> [What you should do] Every entry should be copied exactly, with nothing added or dropped.

----

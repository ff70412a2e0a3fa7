//! Random jigsaw dissection of a square grid with a unique-solution guarantee
//!
//! The grid starts as one piece per cell. Randomly chosen adjacent pieces are
//! merged, biased towards small pieces, until an exact-cover search confirms
//! the remaining pieces tile the grid in exactly one way.

#![forbid(unsafe_code)]

/// Merge engine, adjacency scoring, exact-cover formulation and solver
pub mod algorithm;
/// Command-line interface, configuration, progress, rendering and errors
pub mod io;
/// Cells, pieces, partition state and the finished puzzle
pub mod spatial;

pub use algorithm::executor::{
    Generation, GeneratorConfig, Phase, PuzzleGenerator, generate_puzzle, generate_puzzle_with,
};
pub use io::error::{AlgorithmError, Result};
//! Decoder for the Windows CE setup manifest (`MSCE`, usually shipped as `*.000` inside
//! installer CABs).
//!
//! The manifest enumerates, by numeric ID, the strings, directories, files, registry hives,
//! registry keys and shortcuts an installer creates. [`SetupManifest::parse`] walks an
//! in-memory buffer and returns every section as an ID-keyed map; records that refer to each
//! other are resolved by lookup.
//!
//! ```no_run
//! let data = std::fs::read("setup.000").unwrap();
//! let manifest = msce::SetupManifest::parse(&data).unwrap();
//! for (id, link) in &manifest.links {
//!     println!("{id}: {} -> {:?}", link.base_directory, link.target_path);
//! }
//! ```

pub mod err;
mod header;
mod manifest;
mod placeholder;
pub mod sections;
mod utils;

pub use err::{DecodeWarning, ErrorKind, MsceError, Section};
pub use header::{
    Architecture, MSCE_HEADER_SIZE, MSCE_SIGNATURE, ManifestHeader, OsVersion, SectionEntry,
    SectionTable, StringSpan,
};
pub use manifest::{DecoderSettings, SetupManifest};
pub use placeholder::{PlaceholderTable, substitute};
pub use sections::{
    Directories, FileFlags, FileRecord, Files, LinkRecord, LinkType, Links, RegValueType,
    RegistryHive, RegistryHives, RegistryKeyEntry, RegistryKeyFlags, RegistryKeys, RootHive,
    StringTable,
};
pub use utils::{ByteCursor, DosNameError, decode_ascii, to_dos_8_3_name};

#[cfg(test)]
static LOGGER_INIT: std::sync::Once = std::sync::Once::new();

// Rust runs the tests concurrently, so unless we synchronize logging access
// it will crash when attempting to run `cargo test` with some logging facilities.
#[cfg(test)]
pub fn ensure_env_logger_initialized() {
    use std::io::Write;

    LOGGER_INIT.call_once(|| {
        let mut builder = env_logger::Builder::from_default_env();
        builder
            .format(|buf, record| writeln!(buf, "[{}] - {}", record.level(), record.args()))
            .is_test(true)
            .init();
    });
}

----

> [Answer to this task]
repository ff70412a2e0a3fa7
//! Random jigsaw dissection of a square grid with a unique-solution guarantee
//!
//! The grid starts as one piece per cell. Randomly chosen adjacent pieces are
//! merged, biased towards small pieces, until an exact-cover search confirms
//! the remaining pieces tile the grid in exactly one way.

#![forbid(unsafe_code)]

/// Merge engine, adjacency scoring, exact-cover formulation and solver
pub mod algorithm;
/// Command-line interface, configuration, progress, rendering and errors
pub mod io;
/// Cells, pieces, partition state and the finished puzzle
pub mod spatial;

pub use algorithm::executor::{
    Generation, GeneratorConfig, Phase, PuzzleGenerator, generate_puzzle, generate_puzzle_with,
};
pub use io::error::{AlgorithmError, Result};
//! Decoder for the Windows CE setup manifest (`MSCE`, usually shipped as `*.000` inside
//! installer CABs).
//!
//! The manifest enumerates, by numeric ID, the strings, directories, files, registry hives,
//! registry keys and shortcuts an installer creates. [`SetupManifest::parse`] walks an
//! in-memory buffer and returns every section as an ID-keyed map; records that refer to each
//! other are resolved by lookup.
//!
//! ```no_run
//! let data = std::fs::read("setup.000").unwrap();
//! let manifest = msce::SetupManifest::parse(&data).unwrap();
//! for (id, link) in &manifest.links {
//!     println!("{id}: {} -> {:?}", link.base_directory, link.target_path);
//! }
//! ```

pub mod err;
mod header;
mod manifest;
mod placeholder;
pub mod sections;
mod utils;

pub use err::{DecodeWarning, ErrorKind, MsceError, Section};
pub use header::{
    Architecture, MSCE_HEADER_SIZE, MSCE_SIGNATURE, ManifestHeader, OsVersion, SectionEntry,
    SectionTable, StringSpan,
};
pub use manifest::{DecoderSettings, SetupManifest};
pub use placeholder::{PlaceholderTable, substitute};
pub use sections::{
    Directories, FileFlags, FileRecord, Files, LinkRecord, LinkType, Links, RegValueType,
    RegistryHive, RegistryHives, RegistryKeyEntry, RegistryKeyFlags, RegistryKeys, RootHive,
    StringTable,
};
pub use utils::{ByteCursor, DosNameError, decode_ascii, to_dos_8_3_name};

#[cfg(test)]
static LOGGER_INIT: std::sync::Once = std::sync::Once::new();

// Rust runs the tests concurrently, so unless we synchronize logging access
// it will crash when attempting to run `cargo test` with some logging facilities.
#[cfg(test)]
pub fn ensure_env_logger_initialized() {
    use std::io::Write;

    LOGGER_INIT.call_once(|| {
        let mut builder = env_logger::Builder::from_default_env();
        builder
            .format(|buf, record| writeln!(buf, "[{}] - {}", record.level(), record.args()))
            .is_test(true)
            .init();
    });
}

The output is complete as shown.